Migrate JSON data from OSS to MaxCompute-MaxCompute(MaxCompute)-阿里云帮助中心

This topic describes how to use DataWorks data integration to migrate JSON data from OSS to MaxCompute and use the built-in MaxCompute string function GET_JSON_OBJECT to extract information from the JSON data.

Prerequisites

MaxCompute is activated.
A workflow has been created in DataWorks. This example uses a workspace in basic mode. For more information, see Create a workflow.

A JSON file with the .txt extension has been uploaded to OSS. In this example, the OSS bucket is in the China (Shanghai) region. The following is an example file.

{
    "store": {
        "book": [
             {
                "category": "reference",
                "author": "Nigel Rees",
                "title": "Sayings of the Century",
                "price": 8.95
             },
             {
                "category": "fiction",
                "author": "Evelyn Waugh",
                "title": "Sword of Honour",
                "price": 12.99
             },
             {
                 "category": "fiction",
                 "author": "J. R. R. Tolkien",
                 "title": "The Lord of the Rings",
                 "isbn": "0-395-19395-8",
                 "price": 22.99
             }
          ],
          "bicycle": {
              "color": "red",
              "price": 19.95
          }
    },
    "expensive": 10
}

Migrate JSON data

Add an OSS data source. For more information, see Configure an OSS data source.
Create a table in DataWorks to store the migrated JSON data.
1. Log on to the DataWorks console. In the target region, click Data Development and O&M > Data Development in the left-side navigation pane. Select a workspace from the drop-down list and click Go to Data Development.
2. Click Data Source to go to the Data Source page, and click New data source to add a MaxCompute project.
3. Click Add Data Source and Bind to Data Development to complete the binding.
4. On the Data Development page, move the pointer over the icon and choose Create Table > Table.
5. In the Create Table dialog box, select a Path, enter a Name, and click Create .
  
  Note
  If multiple instances are bound, you must select a MaxCompute engine instance.
6. On the table editing page, click DDL Statement.
7. In the DDL Statement dialog box, enter the following statement and click Generate Table Schema.
```
create table mqdata (mq_data string);
```
8. In the Confirm operation dialog box, click Confirm.
9. After the table schema is generated, go to the General section, enter a Display Name for the table, and then click Commit to Development Environment and Commit to Production Environment.
  
  Note
  If you are using a workspace in basic mode, you need to click only Commit to Production Environment.

Create a batch synchronization node.

Go to the data analytics page.

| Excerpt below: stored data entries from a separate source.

//! Persisted, immutable (vector index, metadata) pairs.
//!
//! A snapshot directory holds three files:
//!
//! - `vectors.bin`: a fixed header followed by the row-major `f32` matrix
//! - `metadata.json`: the chunk records, in row order
//! - `manifest.json`: shape, provenance and blake3 digests of the other two
//!
//! Snapshots are written into a staging directory next to the target and
//! renamed into place, so readers only ever see a complete snapshot or the
//! previous one. Loading re-checks every digest and row count; any
//! disagreement is reported as [`RetrieverError::SnapshotMismatch`].

use super::{DocumentChunk, FlatIndex, MetadataStore};
use crate::error::{Result, RetrieverError};
use chrono::{DateTime, Utc};
use serde::{Deserialize, Serialize};
use std::fs;
use std::io::Write;
use std::path::{Path, PathBuf};

pub const VECTORS_FILE: &str = "vectors.bin";
pub const METADATA_FILE: &str = "metadata.json";
pub const MANIFEST_FILE: &str = "manifest.json";

const FORMAT_VERSION: u32 = 1;
const MAGIC: &[u8; 4] = b"EHVX";
// magic + version + rows + dimension
const HEADER_LEN: usize = 4 + 4 + 8 + 8;

/// Description of a persisted snapshot, stored as `manifest.json`.
#[derive(Debug, Clone, PartialEq, Serialize, Deserialize)]
pub struct SnapshotManifest {
    pub format_version: u32,
    pub rows: usize,
    pub dimension: usize,
    pub embedding_model: String,
    pub built_at: DateTime<Utc>,
    pub byte_order: String,
    pub vectors_blake3: String,
    pub metadata_blake3: String,
}

impl SnapshotManifest {
    /// Reads the manifest of the snapshot in `dir`.
    pub fn read(dir: &Path) -> Result<Self> {
        let path = dir.join(MANIFEST_FILE);
        if !path.is_file() {
            return Err(RetrieverError::IndexNotLoaded {
                path: dir.to_path_buf(),
            });
        }
        Ok(serde_json::from_slice(&fs::read(path)?)?)
    }
}

/// An immutable, row-aligned vector index and metadata store.
#[derive(Debug, Clone)]
pub struct IndexSnapshot {
    index: FlatIndex,
    metadata: MetadataStore,
    embedding_model: String,
    built_at: DateTime<Utc>,
}

fn host_byte_order() -> &'static str {
    if cfg!(target_endian = "little") {
        "little"
    } else {
        "big"
    }
}

fn digest(bytes: &[u8]) -> String {
    hex::encode(blake3::hash(bytes).as_bytes())
}

impl IndexSnapshot {
    /// Pairs an index with its metadata, rejecting pairs of different lengths.
    pub fn new(
        index: FlatIndex,
        metadata: MetadataStore,
        embedding_model: impl Into<String>,
    ) -> Result<Self> {
        if index.len() != metadata.len() {
            return Err(RetrieverError::snapshot_mismatch(format!(
                "vector index has {} rows but metadata has {} records",
                index.len(),
                metadata.len()
            )));
        }
        Ok(Self {
            index,
            metadata,
            embedding_model: embedding_model.into(),
            built_at: Utc::now(),
        })
    }

    pub fn index(&self) -> &FlatIndex {
        &self.index
    }

    pub fn metadata(&self) -> &MetadataStore {
        &self.metadata
    }

    pub fn embedding_model(&self) -> &str {
        &self.embedding_model
    }

    pub fn built_at(&self) -> DateTime<Utc> {
        self.built_at
    }

    pub fn len(&self) -> usize {
        self.index.len()
    }

    pub fn is_empty(&self) -> bool {
        self.index.is_empty()
    }

    pub fn dimension(&self) -> usize {
        self.index.dimension()
    }

    fn encode_vectors(&self) -> Vec<u8> {
        let matrix: &[u8] = bytemuck::cast_slice(self.index.as_slice());
        let mut bytes = Vec::with_capacity(HEADER_LEN + matrix.len());
        bytes.extend_from_slice(MAGIC);
        bytes.extend_from_slice(&FORMAT_VERSION.to_le_bytes());
        bytes.extend_from_slice(&(self.len() as u64).to_le_bytes());
        bytes.extend_from_slice(&(self.dimension() as u64).to_le_bytes());
        bytes.extend_from_slice(matrix);
        bytes
    }

    /// Writes the snapshot to `dir`, replacing any snapshot already there.
    ///
    /// Refuses to replace a non-empty directory that does not hold a snapshot.
    pub fn save(&self, dir: &Path) -> Result<SnapshotManifest> {
        let parent = match dir.parent() {
            Some(parent) if !parent.as_os_str().is_empty() => parent.to_path_buf(),
            _ => PathBuf::from("."),
        };
        fs::create_dir_all(&parent)?;
        if dir.exists() && !dir.join(MANIFEST_FILE).is_file() && fs::read_dir(dir)?.next().is_some()
        {
            return Err(RetrieverError::config(format!(
                "refusing to replace {}: not an index snapshot",
                dir.display()
            )));
        }

        let vectors = self.encode_vectors();
        let metadata = serde_json::to_vec(self.metadata.as_slice())?;
        let manifest = SnapshotManifest {
            format_version: FORMAT_VERSION,
            rows: self.len(),
            dimension: self.dimension(),
            embedding_model: self.embedding_model.clone(),
            built_at: self.built_at,
            byte_order: host_byte_order().to_string(),
            vectors_blake3: digest(&vectors),
            metadata_blake3: digest(&metadata),
        };

        let staging = tempfile::Builder::new()
            .prefix(".echohealth-snapshot-")
            .tempdir_in(&parent)?;
        write_synced(&staging.path().join(VECTORS_FILE), &vectors)?;
        write_synced(&staging.path().join(METADATA_FILE), &metadata)?;
        write_synced(
            &staging.path().join(MANIFEST_FILE),
            &serde_json::to_vec_pretty(&manifest)?,
        )?;

        swap_into_place(staging.path(), dir)?;
        tracing::info!(
            "Saved snapshot with {} rows of dimension {} to {}",
            manifest.rows,
            manifest.dimension,
            dir.display()
        );
        Ok(manifest)
    }

    /// Loads and verifies the snapshot in `dir`.
    pub fn load(dir: &Path) -> Result<Self> {
        let missing = [VECTORS_FILE, METADATA_FILE, MANIFEST_FILE]
            .iter()
            .any(|name| !dir.join(name).is_file());
        if missing {
            return Err(RetrieverError::IndexNotLoaded {
                path: dir.to_path_buf(),
            });
        }

        let manifest = SnapshotManifest::read(dir)?;
        if manifest.format_version != FORMAT_VERSION {
            return Err(RetrieverError::snapshot_mismatch(format!(
                "unsupported format version {}",
                manifest.format_version
            )));
        }
        if manifest.byte_order != host_byte_order() {
            return Err(RetrieverError::snapshot_mismatch(format!(
                "snapshot written on a {}-endian host",
                manifest.byte_order
            )));
        }

        let vectors = fs::read(dir.join(VECTORS_FILE))?;
        if digest(&vectors) != manifest.vectors_blake3 {
            return Err(RetrieverError::snapshot_mismatch(
                "vectors.bin does not match the manifest digest",
            ));
        }
        let metadata_bytes = fs::read(dir.join(METADATA_FILE))?;
        if digest(&metadata_bytes) != manifest.metadata_blake3 {
            return Err(RetrieverError::snapshot_mismatch(
                "metadata.json does not match the manifest digest",
            ));
        }

        let index = decode_vectors(&vectors, &manifest)?;
        let chunks: Vec<DocumentChunk> = serde_json::from_slice(&metadata_bytes)?;
        let snapshot = Self {
            index,
            metadata: MetadataStore::new(chunks),
            embedding_model: manifest.embedding_model,
            built_at: manifest.built_at,
        };
        if snapshot.metadata.len() != snapshot.index.len() {
            return Err(RetrieverError::snapshot_mismatch(format!(
                "vector index has {} rows but metadata has {} records",
                snapshot.index.len(),
                snapshot.metadata.len()
            )));
        }
        tracing::info!(
            "Loaded snapshot from {}: {} rows, dimension {}, model {}",
            dir.display(),
            snapshot.len(),
            snapshot.dimension(),
            snapshot.embedding_model
        );
        Ok(snapshot)
    }
}

fn decode_vectors(bytes: &[u8], manifest: &SnapshotManifest) -> Result<FlatIndex> {
    if bytes.len() < HEADER_LEN || &bytes[..4] != MAGIC {
        return Err(RetrieverError::snapshot_mismatch(
            "vectors.bin has no valid header",
        ));
    }
    let read_u64 = |at: usize| {
        let mut buf = [0u8; 8];
        buf.copy_from_slice(&bytes[at..at + 8]);
        u64::from_le_bytes(buf) as usize
    };
    let rows = read_u64(8);
    let dimension = read_u64(16);
    if rows != manifest.rows || dimension != manifest.dimension {
        return Err(RetrieverError::snapshot_mismatch(format!(
            "vectors.bin holds {rows}x{dimension}, manifest says {}x{}",
            manifest.rows, manifest.dimension
        )));
    }
    let body = &bytes[HEADER_LEN..];
    let expected = rows
        .checked_mul(dimension)
        .and_then(|values| values.checked_mul(std::mem::size_of::<f32>()))
        .ok_or_else(|| {
            RetrieverError::snapshot_mismatch(format!(
                "vectors.bin shape {rows}x{dimension} is too large"
            ))
        })?;
    if body.len() != expected {
        return Err(RetrieverError::snapshot_mismatch(format!(
            "vectors.bin body is {} bytes, expected {expected}",
            body.len()
        )));
    }
    let data: Vec<f32> = bytemuck::pod_collect_to_vec(body);
    FlatIndex::from_raw(dimension, data)
}

fn write_synced(path: &Path, bytes: &[u8]) -> Result<()> {
    let mut file = fs::File::create(path)?;
    file.write_all(bytes)?;
    file.sync_all()?;
    Ok(())
}

/// Replaces `target` with the fully written `staged` directory.
fn swap_into_place(staged: &Path, target: &Path) -> Result<()> {
    if !target.exists() {
        fs::rename(staged, target)?;
        return Ok(());
    }

    let name = target
        .file_name()
        .map(|n| n.to_string_lossy().into_owned())
        .unwrap_or_else(|| "index".to_string());
    let retired = target.with_file_name(format!(".{name}.retired-{}", std::process::id()));
    if retired.exists() {
        fs::remove_dir_all(&retired)?;
    }
    fs::rename(target, &retired)?;
    if let Err(err) = fs::rename(staged, target) {
        // put the previous snapshot back
        fs::rename(&retired, target)?;
        return Err(err.into());
    }
    if let Err(err) = fs::remove_dir_all(&retired) {
        tracing::warn!(
            "Could not remove retired snapshot {}: {}",
            retired.display(),
            err
        );
    }
    Ok(())
}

Right-click the specified workflow and choose Create Node > Data Integration > Offline synchronization.
In Create Node dialog box, enter Name, and click Confirm.
In the top navigation bar, choose icon.
In script mode, click icon.
In import Template dialog box SOURCE type, data source, target type and data source, and click confirm.

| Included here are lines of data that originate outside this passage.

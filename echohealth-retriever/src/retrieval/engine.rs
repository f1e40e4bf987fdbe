//! Query-time retrieval over a loaded snapshot.
//!
//! A [`RetrievalEngine`] is built once from an immutable [`IndexSnapshot`] and
//! an [`EmbeddingProvider`], and can then be shared by any number of concurrent
//! queries. Construction is where preconditions are enforced: a missing
//! snapshot or a provider whose dimension disagrees with the index is rejected
//! before a single query is served.
//!
//! A search embeds the query, scans the index, and keeps hits scoring at or
//! above the relevance threshold. An empty result means nothing relevant was
//! found; provider failures are always returned as errors.

use super::catalog::{Catalog, citation_or_unknown};
use crate::config::{DEFAULT_RELEVANCE_THRESHOLD, DEFAULT_TOP_K, RetrieverConfig};
use crate::error::{Result, RetrieverError};
use crate::storage::IndexSnapshot;
use echohealth_embed::EmbeddingProvider;
use serde::Serialize;
use std::path::Path;
use std::sync::{Arc, OnceLock};
use tracing::{debug, info, warn};

/// Separator between rendered passages.
pub const BLOCK_SEPARATOR: &str = "\n\n---\n\n";

/// Search tuning shared by every query an engine serves.
#[derive(Debug, Clone, Copy, PartialEq)]
pub struct SearchOptions {
    /// Candidates requested when a caller does not pass `k`
    pub top_k: usize,
    /// Hits scoring below this are discarded
    pub relevance_threshold: f32,
}

impl Default for SearchOptions {
    fn default() -> Self {
        Self {
            top_k: DEFAULT_TOP_K,
            relevance_threshold: DEFAULT_RELEVANCE_THRESHOLD,
        }
    }
}

impl SearchOptions {
    /// The requested `k`, or `top_k` when it is missing or zero.
    pub fn resolve_k(&self, k: Option<usize>) -> usize {
        k.filter(|k| *k > 0).unwrap_or(self.top_k)
    }
}

impl From<&RetrieverConfig> for SearchOptions {
    fn from(config: &RetrieverConfig) -> Self {
        Self {
            top_k: config.top_k,
            relevance_threshold: config.relevance_threshold,
        }
    }
}

/// A chunk that passed the relevance threshold.
#[derive(Debug, Clone, PartialEq, Serialize)]
pub struct Passage {
    /// Row of the chunk in the snapshot
    pub row: usize,
    pub citation_id: String,
    pub source_file: String,
    /// Cosine similarity to the query
    pub score: f32,
    pub text: String,
}

impl Passage {
    /// `[<citationId>] score=<score>\n<text>`, score rounded to two decimals.
    pub fn render(&self) -> String {
        format!("[{}] score={:.2}\n{}", self.citation_id, self.score, self.text)
    }
}

/// Renders passages in order, separated by [`BLOCK_SEPARATOR`]. Empty input
/// renders as an empty string.
pub fn render_passages(passages: &[Passage]) -> String {
    passages
        .iter()
        .map(Passage::render)
        .collect::<Vec<_>>()
        .join(BLOCK_SEPARATOR)
}

/// Embeds queries and searches one immutable snapshot.
pub struct RetrievalEngine {
    snapshot: Arc<IndexSnapshot>,
    embedder: Arc<dyn EmbeddingProvider>,
    options: SearchOptions,
    catalog: OnceLock<Catalog>,
}

impl std::fmt::Debug for RetrievalEngine {
    fn fmt(&self, f: &mut std::fmt::Formatter<'_>) -> std::fmt::Result {
        f.debug_struct("RetrievalEngine")
            .field("rows", &self.snapshot.len())
            .field("dimension", &self.snapshot.dimension())
            .field("embedder", &self.embedder.provider_name())
            .field("options", &self.options)
            .finish()
    }
}

impl RetrievalEngine {
    /// Creates an engine over an already loaded snapshot.
    ///
    /// Fails with [`RetrieverError::DimensionMismatch`] when the provider
    /// reports a dimension different from the snapshot's.
    pub fn new(
        snapshot: Arc<IndexSnapshot>,
        embedder: Arc<dyn EmbeddingProvider>,
        options: SearchOptions,
    ) -> Result<Self> {
        if let Some(dimension) = embedder.embedding_dimension() {
            if dimension != snapshot.dimension() {
                return Err(RetrieverError::DimensionMismatch {
                    expected: snapshot.dimension(),
                    actual: dimension,
                });
            }
        }
        if embedder.model_name() != snapshot.embedding_model() {
            warn!(
                "Snapshot was built with model '{}' but queries use '{}'",
                snapshot.embedding_model(),
                embedder.model_name()
            );
        }
        if snapshot.is_empty() {
            warn!("Snapshot holds no vectors; every search will come back empty");
        }
        Ok(Self {
            snapshot,
            embedder,
            options,
            catalog: OnceLock::new(),
        })
    }

    /// Loads the snapshot in `index_dir` and creates an engine over it.
    ///
    /// A missing snapshot fails with [`RetrieverError::IndexNotLoaded`].
    pub fn open(
        index_dir: &Path,
        embedder: Arc<dyn EmbeddingProvider>,
        options: SearchOptions,
    ) -> Result<Self> {
        let snapshot = IndexSnapshot::load(index_dir)?;
        Self::new(Arc::new(snapshot), embedder, options)
    }

    pub fn snapshot(&self) -> &Arc<IndexSnapshot> {
        &self.snapshot
    }

    pub fn embedder(&self) -> &Arc<dyn EmbeddingProvider> {
        &self.embedder
    }

    pub fn options(&self) -> SearchOptions {
        self.options
    }

    /// Up to `k` passages scoring at or above the threshold, best first.
    pub async fn search(&self, query: &str, k: usize) -> Result<Vec<Passage>> {
        info!(
            "Searching: k={}, threshold={}, rows={}",
            k,
            self.options.relevance_threshold,
            self.snapshot.len()
        );
        debug!("Query: {}", query);
        if self.snapshot.is_empty() {
            warn!("Search against an empty index returns no passages");
            return Ok(Vec::new());
        }

        let query_vector = self.embedder.embed_text(query).await?;
        if query_vector.len() != self.snapshot.dimension() {
            return Err(RetrieverError::DimensionMismatch {
                expected: self.snapshot.dimension(),
                actual: query_vector.len(),
            });
        }

        let hits = self.snapshot.index().search(&query_vector, k)?;
        let candidates = hits.len();
        let passages = hits
            .into_iter()
            .filter(|hit| hit.score >= self.options.relevance_threshold)
            .map(|hit| {
                let chunk = self.snapshot.metadata().get(hit.row).ok_or_else(|| {
                    RetrieverError::snapshot_mismatch(format!("no metadata for row {}", hit.row))
                })?;
                Ok(Passage {
                    row: hit.row,
                    citation_id: citation_or_unknown(&chunk.citation_id).to_string(),
                    source_file: chunk.source_file.clone(),
                    score: hit.score,
                    text: chunk.text.clone(),
                })
            })
            .collect::<Result<Vec<_>>>()?;

        info!("Search kept {} of {} candidates", passages.len(), candidates);
        Ok(passages)
    }

    /// Search with the engine's default `top_k`.
    pub async fn search_default(&self, query: &str) -> Result<Vec<Passage>> {
        self.search(query, self.options.top_k).await
    }

    /// Search and render the surviving passages as citation blocks.
    pub async fn search_rendered(&self, query: &str, k: usize) -> Result<String> {
        Ok(render_passages(&self.search(query, k).await?))
    }

    /// The file to citation-id catalog, built on first use.
    pub fn catalog(&self) -> &Catalog {
        self.catalog.get_or_init(|| Catalog::build(self.snapshot.metadata()))
    }

    /// The rendered catalog listing.
    pub fn catalog_listing(&self) -> String {
        self.catalog().render()
    }
}

#[cfg(test)]
mod tests {
    use super::*;
    use crate::retrieval::test_support::{FailingEmbedder, FixedEmbedder, snapshot_of};
    use crate::storage::DocumentChunk;

    fn engine_with(vectors: Vec<Vec<f32>>, query: Vec<f32>, threshold: f32) -> RetrievalEngine {
        let chunks = (0..vectors.len())
            .map(|i| {
                DocumentChunk::new(
                    format!("doc{i}.html"),
                    format!("S{}", i + 1),
                    format!("text {i}"),
                )
            })
            .collect();
        let dimension = vectors.first().map_or(query.len(), Vec::len);
        RetrievalEngine::new(
            Arc::new(snapshot_of(dimension, vectors, chunks)),
            Arc::new(FixedEmbedder::new(query)),
            SearchOptions {
                top_k: 5,
                relevance_threshold: threshold,
            },
        )
        .unwrap()
    }

    #[tokio::test]
    async fn test_results_sorted_and_filtered() {
        let engine = engine_with(
            vec![vec![1.0, 0.0], vec![0.6, 0.8], vec![0.0, 1.0], vec![-1.0, 0.0]],
            vec![1.0, 0.0],
            0.28,
        );
        let passages = engine.search("what is it", 10).await.unwrap();

        let rows: Vec<usize> = passages.iter().map(|p| p.row).collect();
        assert_eq!(rows, vec![0, 1]);
        assert_eq!(passages[0].citation_id, "S1");
        assert!((passages[1].score - 0.6).abs() < 1e-5);
    }

    #[tokio::test]
    async fn test_threshold_boundary_is_inclusive() {
        let vectors = vec![vec![0.6, 0.8], vec![0.0, 1.0]];
        let probe = engine_with(vectors.clone(), vec![1.0, 0.0], -1.0);
        let score = probe.search("probe query", 1).await.unwrap()[0].score;

        let at = engine_with(vectors.clone(), vec![1.0, 0.0], score);
        let kept = at.search("probe query", 5).await.unwrap();
        assert_eq!(kept.len(), 1);
        assert_eq!(kept[0].row, 0);

        let above = engine_with(vectors, vec![1.0, 0.0], f32::from_bits(score.to_bits() + 1));
        assert!(above.search("probe query", 5).await.unwrap().is_empty());
    }

    #[tokio::test]
    async fn test_render_blocks() {
        let engine = engine_with(vec![vec![1.0, 0.0], vec![0.8, 0.6]], vec![1.0, 0.0], 0.28);
        let rendered = engine.search_rendered("two words", 5).await.unwrap();
        assert_eq!(rendered, "[S1] score=1.00\ntext 0\n\n---\n\n[S2] score=0.80\ntext 1");
    }

    #[tokio::test]
    async fn test_nothing_relevant_is_empty_not_error() {
        let engine = engine_with(vec![vec![0.0, 1.0]], vec![1.0, 0.0], 0.28);
        assert!(engine.search("unrelated thing", 5).await.unwrap().is_empty());
        assert_eq!(engine.search_rendered("unrelated thing", 5).await.unwrap(), "");
    }

    #[tokio::test]
    async fn test_empty_index_returns_no_passages() {
        let engine = engine_with(Vec::new(), vec![1.0, 0.0], 0.28);
        assert!(engine.search("anything here", 5).await.unwrap().is_empty());
        assert!(engine.catalog().is_empty());
    }

    #[tokio::test]
    async fn test_provider_failure_propagates() {
        let engine = RetrievalEngine::new(
            Arc::new(snapshot_of(
                2,
                vec![vec![1.0, 0.0]],
                vec![DocumentChunk::new("a.html", "S1", "alpha")],
            )),
            Arc::new(FailingEmbedder),
            SearchOptions::default(),
        )
        .unwrap();
        let err = engine.search("is this ok", 5).await.unwrap_err();
        assert!(matches!(err, RetrieverError::Provider(_)));
        assert!(err.is_retryable());
    }

    #[tokio::test]
    async fn test_query_dimension_is_checked() {
        let engine = engine_with(vec![vec![1.0, 0.0]], vec![1.0, 0.0, 0.0], 0.0);
        assert!(matches!(
            engine.search("three dims", 5).await,
            Err(RetrieverError::DimensionMismatch {
                expected: 2,
                actual: 3
            })
        ));
    }

    #[test]
    fn test_provider_dimension_checked_at_construction() {
        let result = RetrievalEngine::new(
            Arc::new(snapshot_of(
                2,
                vec![vec![1.0, 0.0]],
                vec![DocumentChunk::new("a.html", "S1", "alpha")],
            )),
            Arc::new(FixedEmbedder::new(vec![1.0, 0.0, 0.0]).with_declared_dimension()),
            SearchOptions::default(),
        );
        assert!(matches!(
            result,
            Err(RetrieverError::DimensionMismatch {
                expected: 2,
                actual: 3
            })
        ));
    }

    #[test]
    fn test_open_without_snapshot_fails() {
        let temp = tempfile::tempdir().unwrap();
        let result = RetrievalEngine::open(
            &temp.path().join("rag"),
            Arc::new(FixedEmbedder::new(vec![1.0])),
            SearchOptions::default(),
        );
        assert!(matches!(result, Err(RetrieverError::IndexNotLoaded { .. })));
    }

    #[test]
    fn test_catalog_listing() {
        let engine = engine_with(vec![vec![1.0, 0.0], vec![0.0, 1.0]], vec![1.0, 0.0], 0.28);
        assert_eq!(engine.catalog_listing(), "S1: doc0.html\nS2: doc1.html");
    }

    #[test]
    fn test_zero_or_missing_k_uses_top_k() {
        let options = SearchOptions {
            top_k: 5,
            relevance_threshold: 0.28,
        };
        assert_eq!(options.resolve_k(None), 5);
        assert_eq!(options.resolve_k(Some(0)), 5);
        assert_eq!(options.resolve_k(Some(2)), 2);
    }
}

Modify the JSON configuration, and then click the button.

The following code is provided for reference.

{
    "type": "job",
    "steps": [
        {
            "stepType": "oss",
            "parameter": {
                "fieldDelimiterOrigin": "^",
                "nullFormat": "",
                "compress": "",
                "datasource": "OSS_userlog",
                "column": [
                    {
                        "name": 0,
                        "type": "string",
                        "index": 0
                    }
                ],
                "skipHeader": "false",
                "encoding": "UTF-8",
                "fieldDelimiter": "^",
                "fileFormat": "binary",
                "object": [
                    "applog.txt"
                ]
            },
            "name": "Reader",
            "category": "reader"
        },
        {
            "stepType": "odps",
            "parameter": {
                "partition": "",
                "isCompress": false,
                "truncate": true,
                "datasource": "odps_first",
                "column": [
                    "mqdata"
                ],
                "emptyAsNull": false,
                "table": "mqdata"
            },
            "name": "Writer",
            "category": "writer"
        }
    ],
    "version": "2.0",
    "order": {
        "hops": [
            {
                "from": "Reader",
                "to": "Writer"
            }
        ]
    },
    "setting": {
        "errorLimit": {
            "record": ""
        },
        "speed": {
            "concurrent": 2,
            "throttle": false
        }
    }
}

Verify the results

Create an ODPS SQL node.

Right-click the workflow and choose new > MaxCompute > ODPS SQL.
In create a function dialog box, enter function name, click submit.

On the ODPS SQL node configuration tab, enter the following statements.

-- Query data in the mqdata table.
SELECT * from mqdata;
-- Get the value of the 'expensive' field from the JSON data.
SELECT GET_JSON_OBJECT(mqdata.mq_data,'$.expensive') FROM mqdata;

Click icon to run the code.
You can operation Log view the results.